The family are at table eating dessert and conversing pleasantly the while. Suddenly Christian turns pale and puts back on his plate the peach into which he has just bitten. His round, deep-set eyes, above the too-large nose, have opened wider.

“I will never eat another peach,” he says.

“Why not, Christian? What nonsense! What’s the matter?”

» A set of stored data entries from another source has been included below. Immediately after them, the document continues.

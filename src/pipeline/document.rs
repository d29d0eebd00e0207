//! Document primitives: page text and page-range extraction.
//!
//! Two backends implement [`PdfBackend`]:
//!
//! * [`PdfiumBackend`] reads real PDFs through pdfium. pdfium is not safe
//!   to drive from async tasks, so every call runs inside
//!   `tokio::task::spawn_blocking` and reopens the file there.
//! * [`PlainTextBackend`] reads `.txt` page dumps where pages are
//!   separated by form feeds (`\x0c`), as `pdftotext` writes them.

use crate::config::ExtractionConfig;
use crate::error::ExtractError;
use crate::pipeline::input::DocumentKind;
use async_trait::async_trait;
use pdfium_render::prelude::*;
use std::path::{Path, PathBuf};
use std::sync::Arc;
use tracing::{debug, info};

/// Page separator of plain-text documents.
pub const PAGE_BREAK: char = '\x0c';

/// Text of every page of a document, 0-based.
#[derive(Debug, Clone, PartialEq, Eq)]
pub struct LoadedDocument {
    pub path: PathBuf,
    pub pages: Vec<String>,
}

impl LoadedDocument {
    pub fn page_count(&self) -> usize {
        self.pages.len()
    }

    pub fn page(&self, index: usize) -> Option<&str> {
        self.pages.get(index).map(String::as_str)
    }

    /// All pages joined with a `--- Page N ---` marker before each one.
    pub fn marked_text(&self) -> String {
        let mut out = String::new();
        for (i, page) in self.pages.iter().enumerate() {
            out.push_str(&format!("--- Page {} ---\n", i + 1));
            out.push_str(page);
            out.push('\n');
        }
        out
    }
}

/// Page-level access to one document format.
#[async_trait]
pub trait PdfBackend: Send + Sync {
    /// File extension of documents this backend writes.
    fn extension(&self) -> &'static str;

    /// Read the text of every page.
    async fn load(&self, path: &Path) -> Result<LoadedDocument, ExtractError>;

    /// Copy pages `[first, last]` (inclusive, 0-based) of `source` into a
    /// new document at `dest`, creating parent directories as needed.
    async fn write_range(
        &self,
        source: &LoadedDocument,
        first: usize,
        last: usize,
        dest: &Path,
    ) -> Result<(), ExtractError>;

    /// Save an unchanged copy of `source` at `dest`.
    async fn save_copy(&self, source: &LoadedDocument, dest: &Path) -> Result<(), ExtractError> {
        ensure_parent(dest).await?;
        tokio::fs::copy(&source.path, dest)
            .await
            .map_err(|e| ExtractError::io(dest, e))?;
        Ok(())
    }
}

/// The backend matching `kind`, set up from `config`.
pub fn backend_for(kind: DocumentKind, config: &ExtractionConfig) -> Arc<dyn PdfBackend> {
    match kind {
        DocumentKind::Pdf => Arc::new(PdfiumBackend::from_config(config)),
        DocumentKind::Text => Arc::new(PlainTextBackend),
    }
}

fn check_range(first: usize, last: usize, total: usize) -> Result<(), ExtractError> {
    if last >= total {
        return Err(ExtractError::PageOutOfRange { page: last, total });
    }
    if first > last {
        return Err(ExtractError::PageOutOfRange { page: first, total });
    }
    Ok(())
}

async fn ensure_parent(dest: &Path) -> Result<(), ExtractError> {
    if let Some(parent) = dest.parent() {
        tokio::fs::create_dir_all(parent)
            .await
            .map_err(|e| ExtractError::io(parent, e))?;
    }
    Ok(())
}

// ── pdfium ───────────────────────────────────────────────────────────────

/// pdfium-backed PDF access.
#[derive(Debug, Clone, Default)]
pub struct PdfiumBackend {
    /// User password for encrypted reports.
    pub password: Option<String>,
}

impl PdfiumBackend {
    pub fn from_config(config: &ExtractionConfig) -> Self {
        Self {
            password: config.password.clone(),
        }
    }
}

fn bind_pdfium() -> Result<Pdfium, ExtractError> {
    let bindings = match std::env::var("PDFIUM_LIB_PATH") {
        Ok(path) => Pdfium::bind_to_library(path),
        Err(_) => Pdfium::bind_to_system_library(),
    }
    .map_err(|e| {
        ExtractError::Internal(format!(
            "pdfium library not available ({e:?}); set PDFIUM_LIB_PATH to libpdfium"
        ))
    })?;
    Ok(Pdfium::new(bindings))
}

fn open_document<'a>(
    pdfium: &'a Pdfium,
    path: &Path,
    password: Option<&'a str>,
) -> Result<PdfDocument<'a>, ExtractError> {
    pdfium.load_pdf_from_file(path, password).map_err(|e| {
        let err_str = format!("{:?}", e);
        if err_str.to_lowercase().contains("password") {
            if password.is_some() {
                ExtractError::WrongPassword {
                    path: path.to_path_buf(),
                }
            } else {
                ExtractError::PasswordRequired {
                    path: path.to_path_buf(),
                }
            }
        } else {
            ExtractError::CorruptPdf {
                path: path.to_path_buf(),
                detail: err_str,
            }
        }
    })
}

fn load_blocking(path: &Path, password: Option<&str>) -> Result<LoadedDocument, ExtractError> {
    let pdfium = bind_pdfium()?;
    let document = open_document(&pdfium, path, password)?;

    let mut pages = Vec::with_capacity(document.pages().len() as usize);
    for (idx, page) in document.pages().iter().enumerate() {
        let text = page.text().map_err(|e| ExtractError::CorruptPdf {
            path: path.to_path_buf(),
            detail: format!("page {}: {:?}", idx + 1, e),
        })?;
        pages.push(text.all());
    }
    info!("PDF loaded: {} pages", pages.len());
    Ok(LoadedDocument {
        path: path.to_path_buf(),
        pages,
    })
}

fn write_range_blocking(
    source: &Path,
    password: Option<&str>,
    first: usize,
    last: usize,
    dest: &Path,
) -> Result<(), ExtractError> {
    let pdfium = bind_pdfium()?;
    let src = open_document(&pdfium, source, password)?;
    let total = src.pages().len() as usize;
    check_range(first, last, total)?;

    let to_index = |i: usize| {
        PdfPageIndex::try_from(i).map_err(|_| ExtractError::PageOutOfRange { page: i, total })
    };
    let range = to_index(first)?..=to_index(last)?;

    let mut out = pdfium
        .create_new_pdf()
        .map_err(|e| ExtractError::Internal(format!("cannot create PDF: {e:?}")))?;
    out.pages_mut()
        .copy_page_range_from_document(&src, range, 0)
        .map_err(|e| ExtractError::Internal(format!("page copy failed: {e:?}")))?;
    out.save_to_file(dest)
        .map_err(|e| ExtractError::Internal(format!("cannot save {}: {e:?}", dest.display())))?;
    Ok(())
}

#[async_trait]
impl PdfBackend for PdfiumBackend {
    fn extension(&self) -> &'static str {
        "pdf"
    }

    async fn load(&self, path: &Path) -> Result<LoadedDocument, ExtractError> {
        let path = path.to_path_buf();
        let password = self.password.clone();
        tokio::task::spawn_blocking(move || load_blocking(&path, password.as_deref()))
            .await
            .map_err(|e| ExtractError::Internal(format!("Load task panicked: {}", e)))?
    }

    async fn write_range(
        &self,
        source: &LoadedDocument,
        first: usize,
        last: usize,
        dest: &Path,
    ) -> Result<(), ExtractError> {
        ensure_parent(dest).await?;
        let src = source.path.clone();
        let dst = dest.to_path_buf();
        let password = self.password.clone();
        tokio::task::spawn_blocking(move || {
            write_range_blocking(&src, password.as_deref(), first, last, &dst)
        })
        .await
        .map_err(|e| ExtractError::Internal(format!("Split task panicked: {}", e)))??;
        debug!("Wrote pages {}..={} to {}", first, last, dest.display());
        Ok(())
    }
}

// ── Plain text ───────────────────────────────────────────────────────────

/// Form-feed separated text pages.
#[derive(Debug, Clone, Copy, Default)]
pub struct PlainTextBackend;

/// Split a page dump into pages. A trailing form feed does not start a page.
pub fn split_pages(text: &str) -> Vec<String> {
    let text = text.strip_suffix(PAGE_BREAK).unwrap_or(text);
    text.split(PAGE_BREAK).map(str::to_string).collect()
}

#[async_trait]
impl PdfBackend for PlainTextBackend {
    fn extension(&self) -> &'static str {
        "txt"
    }

    async fn load(&self, path: &Path) -> Result<LoadedDocument, ExtractError> {
        let text = tokio::fs::read_to_string(path)
            .await
            .map_err(|e| ExtractError::io(path, e))?;
        let pages = split_pages(&text);
        debug!("Text document loaded: {} pages", pages.len());
        Ok(LoadedDocument {
            path: path.to_path_buf(),
            pages,
        })
    }

    async fn write_range(
        &self,
        source: &LoadedDocument,
        first: usize,
        last: usize,
        dest: &Path,
    ) -> Result<(), ExtractError> {
        check_range(first, last, source.page_count())?;
        ensure_parent(dest).await?;
        let body = source.pages[first..=last].join(&PAGE_BREAK.to_string());
        tokio::fs::write(dest, body)
            .await
            .map_err(|e| ExtractError::io(dest, e))?;
        debug!("Wrote pages {}..={} to {}", first, last, dest.display());
        Ok(())
    }
}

“Suppose I accidentally—suppose I swallowed the stone, and it stuck in my throat, so I couldn’t breathe, and I jumped up, strangling horribly—and all of you jump up— Ugh...!” and he suddenly gives a short groan, full of horror and affright, starts up in his chair, and acts as if he were trying to escape.

The Frau Consul and Ida Jungmann actually do jump up.

“Heavens, Christian!—you haven’t swallowed it, have you?” For his whole appearance suggests that he has.

“No,” says Christian slowly. “No”—he is gradually quieting down—“I only mean, suppose I actually had swallowed it!”

The Consul has been pale with fright, but he recovers and begins to scold. Old Johann bangs his fist on the table and forbids any more of these idiotic practical jokes. But Christian, for a long, long time, eats no more peaches.

CHAPTER IV

It was not simply the weakness of age that made Madame Antoinette Buddenbrook take to her lofty bed in the bed-chamber of the entresol, one cold January day after they had dwelt some six years in Meng Street. The old lady had remained hale and active, and carried her head, with its clustering white side-curls, proudly erect to the very last. She had gone with her husband and children to most of the large dinners given in the town, and presided no whit less elegantly than her daughter-in-law when the Buddenbrooks themselves entertained. But one day an indefinable malady had suddenly made itself felt—at first in the form of a slight intestinal catarrh, for which Dr. Grabow prescribed a mild diet of pigeon and French bread. This had been followed by colic and vomiting, which reduced her strength so rapidly as to bring about an alarming decline.